# Preliminary exploratory notebook

From the pilot I want to look through the data thus far and see if there are particular anagrams, responding, or patterns that we need to address before collecting more. 

Key things to see: 
    - do people respond with real words
    - do people respond with the intended correct word
    - what are the kinds of RTs that we see
    - are some anagrams simply too difficult

In [1]:
import pandas as pd
# update to the file name to be read
# the header is the row that has the collumn names (zero indexed, and verify which is the header row before running)
# the sep is the seperator of the data
df = pd.read_csv("anagram_rating_pilot_filtered_20240808_1713.csv", header=0, sep=',')

Lets make a file that is the anagram id number in collumn A, the anagram in B, the correct word in C, and the responses in D.

In [2]:
grammerdf = df.filter(['id', 'anagram', 'response']).dropna()
grammerdf = grammerdf[~((grammerdf['id'] == 'practice') | (grammerdf['id']== 'end_confirm_subjid'))]
grammerdf_grouped = grammerdf.groupby('id').agg({'anagram': 'first', 'response': ' '.join}).reset_index()
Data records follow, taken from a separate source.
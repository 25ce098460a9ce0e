use anyhow::Result;
use std::path::{Path, PathBuf};
use std::process::ExitCode;

use super::Commands;
use crate::compliance::ComplianceReport;
use crate::config::GovernanceConfig;
use crate::governance::{GovernanceStateStore, HandoffProtocol, HandoffTemplates, StalenessMonitor};
use crate::layout::PathResolver;

pub mod acknowledge;
pub mod audit_feedback;
pub mod check_active;
pub mod check_compliance;
pub mod config;
pub mod create_session;
pub mod handoff;
pub mod migrate;
pub mod role;
pub mod stage;
pub mod status;
pub mod validate_artifacts;
pub mod view;

/// How a command finished; `main` maps this to the process exit code
#[derive(Debug, Clone, Copy, PartialEq, Eq)]
pub enum CommandStatus {
    Success,
    /// A check reported a problem (e.g. caller is not the active actor)
    CheckFailed,
    /// Compliance or artifact validation found errors
    ComplianceFailed,
}

impl CommandStatus {
    pub fn exit_code(self) -> ExitCode {
        match self {
            CommandStatus::Success => ExitCode::SUCCESS,
            CommandStatus::CheckFailed => ExitCode::from(1),
            CommandStatus::ComplianceFailed => ExitCode::from(2),
        }
    }
}

pub trait Command {
    fn execute(&self, ctx: &CommandContext) -> Result<CommandStatus>;
}

/// Everything a command needs, built once per invocation
pub struct CommandContext {
    pub root: PathBuf,
    pub config: GovernanceConfig,
    pub store: GovernanceStateStore,
}

impl CommandContext {
    pub fn new(root: impl Into<PathBuf>, config: GovernanceConfig) -> Self {
        let root = root.into();
        let store = GovernanceStateStore::new(root.join(&config.paths.state_file));
        Self {
            root,
            config,
            store,
        }
    }

    pub fn resolver(&self) -> PathResolver {
        PathResolver::new(&self.root)
    }

    pub fn feedback_dir(&self) -> PathBuf {
        self.root.join(&self.config.paths.feedback_dir)
    }

    pub fn staleness_monitor(&self) -> StalenessMonitor {
        StalenessMonitor::new(self.config.staleness_window())
    }

    pub fn protocol(&self) -> Result<HandoffProtocol<'_>> {
        let template_dir = self
            .config
            .paths
            .template_dir
            .as_ref()
            .map(|dir| self.root.join(dir));
        let templates = HandoffTemplates::load(template_dir.as_deref())?;
        Ok(HandoffProtocol::new(&self.store, templates, self.feedback_dir()))
    }

    /// Actor identity from the configured environment variable
    pub fn env_actor(&self) -> Option<String> {
        std::env::var(&self.config.governance.actor_env_var)
            .ok()
            .map(|value| value.trim().to_string())
            .filter(|value| !value.is_empty())
    }

    /// `--report-dir` when given, else `<reports_dir>/projects/<P>/sessions/<S>`
    pub fn report_dir(&self, explicit: Option<&Path>, report: &ComplianceReport) -> PathBuf {
        match explicit {
            Some(dir) => self.root.join(dir),
            None => crate::compliance::ComplianceValidator::default_report_dir(
                &self.root.join(&self.config.paths.reports_dir),
                report,
            ),
        }
    }

    /// Path for display, relative to the workspace root when possible
    pub fn display_path(&self, path: &Path) -> String {
        path.strip_prefix(&self.root)
            .unwrap_or(path)
            .display()
            .to_string()
    }
}

/// Build the handler for a parsed subcommand
pub fn command_for(command: Commands) -> Box<dyn Command> {
    match command {
        Commands::Handoff { from, to, reason } => {
            Box::new(handoff::HandoffCommand::new(from, to, reason.join(" ")))
        }
        Commands::Acknowledge { actor } => Box::new(acknowledge::AcknowledgeCommand::new(actor)),
        Commands::Role {
            actor,
            role,
            reason,
        } => Box::new(role::RoleCommand::new(actor, role).with_reason(reason)),
        Commands::Stage { actor, stage } => Box::new(stage::StageCommand::new(actor, stage)),
        Commands::CheckActive {
            actor,
            warn_only,
            quiet,
        } => Box::new(
            check_active::CheckActiveCommand::new(actor)
                .with_warn_only(warn_only)
                .with_quiet(quiet),
        ),
        Commands::View => Box::new(view::ViewCommand),
        Commands::CreateSession {
            project,
            session,
            owner,
            json,
        } => Box::new(create_session::CreateSessionCommand::new(project, session, owner).with_json(json)),
        Commands::CreateBlueprint {
            project,
            owner,
            json,
        } => Box::new(create_session::CreateSessionCommand::blueprint(project, owner).with_json(json)),
        Commands::ValidateArtifacts {
            project,
            session,
            accept_projects_pointer,
            report_dir,
        } => Box::new(validate_artifacts::ValidateArtifactsCommand {
            project,
            session,
            accept_projects_pointer,
            report_dir,
        }),
        Commands::CheckCompliance {
            project,
            session,
            accept_projects_pointer,
            accept_stage_root,
            report_dir,
        } => Box::new(check_compliance::CheckComplianceCommand {
            project,
            session,
            accept_projects_pointer,
            accept_stage_root,
            report_dir,
        }),
        Commands::AuditFeedback {
            project,
            session,
            accept_projects_pointer,
            report_dir,
        } => Box::new(audit_feedback::AuditFeedbackCommand {
            project,
            session,
            accept_projects_pointer,
            report_dir,
        }),
        Commands::Migrate {
            project,
            session,
            execute,
        } => Box::new(migrate::MigrateCommand::new(project, session).with_execute(execute)),
        Commands::Status { project, json } => Box::new(status::StatusCommand::new(project).with_json(json)),
        Commands::Config => Box::new(config::ConfigCommand),
    }
}

/// Console summary shared by the report-producing commands
pub(crate) fn print_report(ctx: &CommandContext, report: &ComplianceReport, written: &[PathBuf]) {
    println!(
        "🔍 {}: {} / {}",
        report.check, report.project, report.session
    );
    if report.findings.is_empty() {
        println!("✅ No issues detected");
    }
    for finding in report.errors() {
        println!("❌ {finding}");
    }
    for finding in report.findings.iter().filter(|f| !f.is_error()) {
        println!("⚠️  {finding}");
    }
    println!();
    println!(
        "📊 {} ({} errors, {} warnings)",
        if report.passed() { "PASS" } else { "FAIL" },
        report.error_count(),
        report.warning_count()
    );
    for path in written {
        println!("📄 Report written: {}", ctx.display_path(path));
    }
}

/// Exit status for a finished report
pub(crate) fn report_status(report: &ComplianceReport) -> CommandStatus {
    if report.passed() {
        CommandStatus::Success
    } else {
        CommandStatus::ComplianceFailed
    }
}

/// Show quick-start guidance when no subcommand is given
pub fn show_quick_start() {
    println!("🤝 idse-gov - two-agent handoff governance");
    println!();
    println!("Handoff protocol:");
    println!("  👀 idse-gov view                                 # Who is active?");
    println!("  🔐 idse-gov check-active --as <actor>            # Am I allowed to write?");
    println!("  🔄 idse-gov handoff <from> <to> <reason...>      # Pass control");
    println!("  📬 idse-gov acknowledge --as <actor>             # Accept control");
    println!();
    println!("Sessions and compliance:");
    println!("  📁 idse-gov create-session <project> <session> <owner>");
    println!("  🔍 idse-gov check-compliance --project <P> --session <S>");
    println!("  🚚 idse-gov migrate --project <P> --session <S> [--execute]");
    println!();
    println!("💡 Run 'idse-gov --help' for every command.");
}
From the experiment, grab the stimuli file and add to working directory. Using node in the terminal run the javascript to convert it to a json. That way we can bring it into this notebook. 

In [3]:
#import the stimuli file from the experiment (since this ensures the same data and lists)
import json
with open('stimuli.json') as f:
    stimuli = json.load(f)

#remove the brackets and separate cols by the comma 
stimuli = pd.DataFrame(stimuli)
stimulidf = stimuli.filter(['id', 'anagram', 'correct']).drop_duplicates()
#merge the two dataframes
merged = pd.merge(grammerdf_grouped, stimulidf, on='id', how='left').drop_duplicates()
merged = merged.filter(['id', 'anagram_x', 'correct', 'response'])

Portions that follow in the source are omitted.